▸ **What you need to do**
Wherever "normalized" appears in a line of the listing, that line should be returned.

▸ **Data provided**
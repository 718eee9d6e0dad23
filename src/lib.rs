//! xmake-buildinfo - export resolved C/C++ dependency build info for xmake
//!
//! This crate walks a resolved dependency graph, aggregates the build
//! metadata of every package and writes xmake descriptor files: one per
//! dependency plus a root descriptor for the consuming project.

pub mod core;
pub mod generator;
pub mod ops;
pub mod util;

/// Graph fixtures for unit tests.
#[cfg(test)]
pub mod test_support;

pub use crate::core::{
    BuildContext, CppInfo, DependencyGraph, DependencyNode, DependencyRef, RequireCategory,
};

pub use crate::ops::{export, render, ExportError, ExportReport};
pub use crate::util::ExportConfig;
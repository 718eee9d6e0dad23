//! Value formatting for xmake descriptor files.
//!
//! Descriptors are Lua table literals, so every value ends up as a
//! double-quoted Lua string. Paths additionally get their separators
//! normalized to `/` so the same file reads identically on every host.

use std::fmt;

/// What kind of value is being formatted.
#[derive(Debug, Clone, Copy, PartialEq, Eq)]
pub enum ValueKind {
    /// Filesystem path, separators are normalized
    Path,
    /// Library, framework or system library name
    LibraryName,
    /// Compiler or linker flag
    Flag,
    /// Preprocessor define
    Define,
}

impl fmt::Display for ValueKind {
    fn fmt(&self, f: &mut fmt::Formatter<'_>) -> fmt::Result {
        match self {
            ValueKind::Path => write!(f, "path"),
            ValueKind::LibraryName => write!(f, "library name"),
            ValueKind::Flag => write!(f, "flag"),
            ValueKind::Define => write!(f, "define"),
        }
    }
}

/// How formatted tokens of a list are joined.
#[derive(Debug, Clone, Copy, PartialEq, Eq)]
pub enum ListStyle {
    /// One token per line (`,\n`), used for path lists
    Multiline,
    /// Tokens on one line (`, `), used for short lists
    Inline,
}

impl ListStyle {
    /// Separator placed between two tokens.
    pub fn separator(&self) -> &'static str {
        match self {
            ListStyle::Multiline => ",\n",
            ListStyle::Inline => ", ",
        }
    }
}

/// Replace every backslash separator with a forward slash.
pub fn normalize_separators(path: &str) -> String {
    path.replace('\\', "/")
}

/// Escape a value for the body of a double-quoted Lua string.
///
/// Backslash is escaped first so the escapes added afterwards stay intact.
pub fn escape(value: &str) -> String {
    let mut escaped = String::with_capacity(value.len());
    for ch in value.chars() {
        match ch {
            '\\' => escaped.push_str("\\\\"),
            '"' => escaped.push_str("\\\""),
            '\n' => escaped.push_str("\\n"),
            '\r' => escaped.push_str("\\r"),
            _ => escaped.push(ch),
        }
    }
    escaped
}

/// Format a single value as a quoted token.
pub fn format_value(value: &str, kind: ValueKind) -> String {
    let body = match kind {
        ValueKind::Path => escape(&normalize_separators(value)),
        ValueKind::LibraryName | ValueKind::Flag | ValueKind::Define => escape(value),
    };
    format!("\"{}\"", body)
}

/// Format a list of values and join the tokens.
///
/// An empty list formats as an empty string, which renders as `{}`.
pub fn format_list<S: AsRef<str>>(values: &[S], kind: ValueKind, style: ListStyle) -> String {
    values
        .iter()
        .map(|v| format_value(v.as_ref(), kind))
        .collect::<Vec<_>>()
        .join(style.separator())
}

▸ **Completed task**
//! normalized to `/` so the same file reads identically on every host.
    /// Filesystem path, separators are normalized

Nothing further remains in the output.